Perennial heavyweight contender Dillian Whyte will return for the first time since he was stopped by WBC titleholder Tyson Fury when he faces Jermaine Franklin at the Ovo Arena, London, England on Saturday.

Whyte, who is rated No. 5 by The Ring at heavyweight, welcomes the opportunity to get back into action.

“I’m looking forward to getting in there and sharing a ring with another undefeated, dangerous heavyweight,” Whyte (28-3, 19 knockouts) told The Ring. “He’s busy and has good handspeed, he’s not a bad boxer, he’s well-schooled. The guy is saying the right things, he’s doing the right things. 

“He’s come over to England six or seven weeks ahead [of the fight.] He’s taken his training camp seriously. He’s left his comfort zone and family. He’s sparring Tyson Fury — he thinks he has some kind of mental edge because Fury defeated me. He’s saying he’s going to knock me out, so I’ve got to take this fight seriously.”



Whyte fought to a unanimous decision victory over Oscar Rivas in July 2019. (Photo by Dan Istitene/Getty Images)

The 35-year-old has changed a few things in camp in the wake of his loss to Fury. He has tasked renowned trainer Buddy McGirt with bringing him back.

“Me and Buddy, we’re cool. It’s like we have known each other for a long time; there’s mutual respect there,” Whyte said of his new union with the two-weight champion-turned-trainer. “I listen to him. [We’re] working on a few things, trying to tighten up a few things.”

Read “Best I Faced: Buddy McGirt”

Whyte pays no attention to naysayers who cast doubt on whether he has seen better days. He says he is motivated to climb back to the top of the mountain and earn another title opportunity.

“I don’t give a shit. They can think whatever they want; that’s up to them,” he said. “This is what sports all about — the comeback. Winning is great, but can you come back? Can you rise against the odds? That’s what makes sports great.

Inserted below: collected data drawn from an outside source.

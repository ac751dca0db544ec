use std::process::Command;

fn main() {
    // Set build date
    let build_date = chrono::Utc::now().format("%Y-%m-%d").to_string();
    println!("cargo:rustc-env=BUILD_DATE={}", build_date);

    // Set Rust version
    let rustc = std::env::var("RUSTC").unwrap_or_else(|_| "rustc".to_string());
    let rustc_version = Command::new(rustc)
        .arg("--version")
        .output()
        .map(|output| String::from_utf8_lossy(&output.stdout).trim().to_string())
        .unwrap_or_else(|_| "unknown".to_string());
    println!("cargo:rustc-env=RUSTC_VERSION={}", rustc_version);

    // Rerun if Cargo.toml changes
    println!("cargo:rerun-if-changed=Cargo.toml");
}
//! Core data types for sprig.
//!
//! This module provides the fundamental types used throughout the workspace:
//! - Versions and the pre-release aware comparator
//! - Range expressions and matching
//! - Package metadata snapshots
//! - Resolved dependency tree nodes

pub mod dependency;
pub mod package;
pub mod range;
pub mod version;

// Re-export all public types
pub use dependency::{DependencyMap, DependencyNode, ResolvedTree};
pub use package::{PackageMetadata, VersionInfo, LATEST_TAG};
pub use range::{Clause, Component, Op, PartialVersion, RangeExpression};
pub use version::{Prerelease, PrereleaseRanking, Sequence, Version, VersionComparator};
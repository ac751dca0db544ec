//! Common utilities for benchmarks

use std::time::Duration;

use criterion::Criterion;
use pprof::criterion::{Output, PProfProfiler};
use sprig_core::types::{PackageMetadata, VersionInfo};
use sprig_registry::StaticRegistry;

/// Configure criterion with flamegraph profiling support
pub fn criterion_config() -> Criterion {
    Criterion::default()
        .warm_up_time(Duration::from_secs(3))
        .measurement_time(Duration::from_secs(10))
        .sample_size(100)
        .with_profiler(PProfProfiler::new(100, Output::Flamegraph(None)))
}

/// `count` published versions: release lines with the odd pre-release mixed in
pub fn version_strings(count: usize) -> Vec<String> {
    (0..count)
        .map(|i| match i % 7 {
            3 => format!("{}.{}.0-beta.{}", i / 50, (i / 7) % 10, i % 5),
            5 => format!("{}.{}.0-rc.{}", i / 50, (i / 7) % 10, i % 3),
            _ => format!("{}.{}.{}", i / 50, (i / 7) % 10, i % 7),
        })
        .collect()
}

/// Name of the `index`th synthetic package
pub fn package_name(index: usize) -> String {
    format!("pkg-{:04}", index)
}

/// Registry of `packages` packages, each publishing `versions` releases.
///
/// Package `i` depends on the next `fan_out` packages, which makes the graph
/// a DAG with heavy sharing and no cycles.
pub fn synthetic_registry(packages: usize, versions: usize, fan_out: usize) -> StaticRegistry {
    let mut registry = StaticRegistry::new();

    for index in 0..packages {
        let dependencies: Vec<(String, String)> = (index + 1..packages)
            .take(fan_out)
            .map(|dep| (package_name(dep), "^1.0.0".to_string()))
            .collect();

        let mut metadata = PackageMetadata::new(package_name(index));
        for minor in 0..versions {
            let version = format!("1.{}.0", minor);
            metadata = metadata.with_version(&version, VersionInfo::with_dependencies(dependencies.clone()));
        }
        registry.insert(metadata);
    }

    registry
}
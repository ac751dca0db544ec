//! Version selection against published metadata
//!
//! Builds the candidate set of a range (every published version the range
//! accepts) and folds it through the comparator to pick the highest.

use sprig_core::types::{PackageMetadata, RangeExpression, Version, VersionComparator};
use tracing::debug;

/// A published version, parsed, next to the key it was published under
#[derive(Debug, Clone)]
struct Published {
    version: Version,
    key: String,
}

/// Version selector for finding best matching versions
#[derive(Debug, Clone)]
pub struct VersionSelector {
    /// Parsable published versions, in registry key order
    available: Vec<Published>,
    /// Target of the `latest` dist-tag, when it names a published version
    latest: Option<String>,
}

impl VersionSelector {
    /// Collect the published versions of a package.
    ///
    /// Version keys that do not parse are skipped.
    pub fn new(metadata: &PackageMetadata) -> Self {
        let available = metadata
            .versions
            .keys()
            .filter_map(|key| match Version::parse(key) {
                Ok(version) => Some(Published {
                    version,
                    key: key.clone(),
                }),
                Err(error) => {
                    debug!("Skipping published version {}@{}: {}", metadata.name, key, error);
                    None
                },
            })
            .collect();

        let latest = metadata
            .latest()
            .filter(|tag| metadata.versions.contains_key(*tag))
            .map(str::to_string);

        Self { available, latest }
    }

    /// Number of parsable published versions
    pub fn len(&self) -> usize {
        self.available.len()
    }

    pub fn is_empty(&self) -> bool {
        self.available.is_empty()
    }

    /// Select the published key of the highest version the range accepts.
    ///
    /// An any-range takes the `latest` dist-tag; without a usable tag it falls
    /// back to the highest release like any other range.
    pub fn select(&self, range: &RangeExpression, comparator: &VersionComparator) -> Option<&str> {
        if range.is_any() {
            if let Some(latest) = &self.latest {
                return Some(latest.as_str());
            }
        }

        let best = comparator.max_of(self.find_matching(range))?;
        self.available
            .iter()
            .find(|published| &published.version == best)
            .map(|published| published.key.as_str())
    }

    /// Candidate set: every published version the range accepts
    pub fn find_matching<'a>(&'a self, range: &'a RangeExpression) -> impl Iterator<Item = &'a Version> + 'a {
        self.available
            .iter()
            .map(|published| &published.version)
            .filter(move |version| range.is_satisfied_by(version))
    }
}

“I’m a few months older and wiser. I’ve got a real bee in my bonnet. I want to get back to the title, and hopefully Fury still has the title and I have a rematch with him.”

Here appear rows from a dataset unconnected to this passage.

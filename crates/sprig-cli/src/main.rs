//! # sprig
//!
//! Resolves the transitive dependency tree of npm packages.
//!
//! This is the main entry point for the sprig CLI tool. It handles command parsing,
//! sets up logging and error handling, and dispatches to the appropriate command handlers.

use std::process::ExitCode;

use camino::Utf8PathBuf;
use clap::{Args, Parser, Subcommand};
use sprig_core::error::{SprigError, SprigResult};
use tracing::{debug, error};
use tracing_subscriber::EnvFilter;

mod commands;
mod output;

use commands::CommandContext;
use output::colors::ColorSupport;
use output::errors::ErrorFormatter;

const LONG_VERSION: &str = concat!(
    env!("CARGO_PKG_VERSION"),
    " (built ",
    env!("BUILD_DATE"),
    ", ",
    env!("RUSTC_VERSION"),
    ")"
);

/// Resolve npm dependency trees
#[derive(Debug, Parser)]
#[command(name = "sprig", version, long_version = LONG_VERSION, about = "Resolve npm dependency trees")]
pub struct Cli {
    #[command(subcommand)]
    pub command: Commands,

    /// Enable verbose output
    #[arg(short, long, global = true)]
    pub verbose: bool,

    /// Disable colored output
    #[arg(long, global = true)]
    pub no_color: bool,
}

#[derive(Debug, Subcommand)]
pub enum Commands {
    /// Resolve the dependency tree of a published package version
    Tree {
        /// Package name, e.g. react or @types/node
        name: String,
        /// Exact published version
        version: String,
        #[command(flatten)]
        output: OutputArgs,
        #[command(flatten)]
        registry: RegistryArgs,
    },
    /// Resolve the dependencies of the nearest package.json
    Deps {
        /// Include devDependencies
        #[arg(long)]
        dev: bool,
        #[command(flatten)]
        output: OutputArgs,
        #[command(flatten)]
        registry: RegistryArgs,
    },
    /// Check whether a version satisfies a range
    Satisfies {
        /// Range expression, e.g. "^16.4.0 || 17.x"
        range: String,
        /// Concrete version
        version: String,
    },
    /// Compare two versions
    Compare { a: String, b: String },
}

/// Output format flags
#[derive(Debug, Clone, Default, Args)]
pub struct OutputArgs {
    /// Print the tree as a JSON document
    #[arg(long)]
    pub json: bool,
}

/// Registry selection flags
#[derive(Debug, Clone, Default, Args)]
pub struct RegistryArgs {
    /// Registry base URL
    #[arg(long, value_name = "URL")]
    pub registry: Option<String>,

    /// Resolve against a JSON file of registry documents instead of the network
    #[arg(long, value_name = "FILE")]
    pub offline_fixtures: Option<Utf8PathBuf>,
}

fn main() -> ExitCode {
    let cli = Cli::parse();

    setup_logging(cli.verbose);
    setup_panic_handler();

    debug!("Starting sprig v{}", env!("CARGO_PKG_VERSION"));

    let colors = if cli.no_color {
        ColorSupport::disabled()
    } else {
        ColorSupport::detect()
    };

    match run_cli(cli, colors) {
        Ok(()) => ExitCode::SUCCESS,
        Err(error) => {
            eprint!("{}", ErrorFormatter::with_colors(colors).format_error(&error));
            ExitCode::FAILURE
        },
    }
}

fn run_cli(cli: Cli, colors: ColorSupport) -> SprigResult<()> {
    // Create Tokio runtime for async operations
    let rt = tokio::runtime::Runtime::new()
        .map_err(|e| SprigError::io("Failed to create async runtime".to_string(), e))?;

    rt.block_on(async {
        let ctx = CommandContext::new(colors)?;
        commands::dispatch_command(cli.command, &ctx).await
    })
}

fn setup_logging(verbose: bool) {
    let level = if verbose { "debug" } else { "info" };
    let filter = EnvFilter::try_from_default_env().unwrap_or_else(|_| {
        EnvFilter::new(format!(
            "sprig={level},sprig_core={level},sprig_registry={level},sprig_resolver={level},sprig_config={level}",
            level = level
        ))
    });

    // Logs go to stderr so that stdout stays machine readable
    tracing_subscriber::fmt()
        .with_env_filter(filter)
        .with_target(false)
        .with_writer(std::io::stderr)
        .init();
}

fn setup_panic_handler() {
    std::panic::set_hook(Box::new(|panic_info| {
        error!("sprig encountered an unexpected error: {}", panic_info);
        eprintln!("sprig crashed! This is a bug.");
        eprintln!("Please report this at: https://github.com/sprig-pm/sprig/issues");
        eprintln!("Error: {}", panic_info);
    }));
}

Although Whyte was dominated and then stopped by Fury, he believes a rematch is possible.

Whyte couldn’t overcome the taller Fury. (Photo by Julian Finney/Getty Images)

“Definitely. This is heavyweight boxing; one or two fights and you’re right back there,” he said. “People want to see heavyweights, and there aren’t a lot of good, exciting heavyweights around anymore. Thankfully, I’m one of the few that’s around.”

He freely admits the loss to Fury was a bitter pill to swallow, but he has come to terms with the loss.

“I’m a warrior, and every warrior knows you can’t win every battle,” he said. “You try and you give it your all and a defeat sucks and will forever suck. The good thing is I can definitely come back and try to beat this man. Get your shit together and let’s have another run.”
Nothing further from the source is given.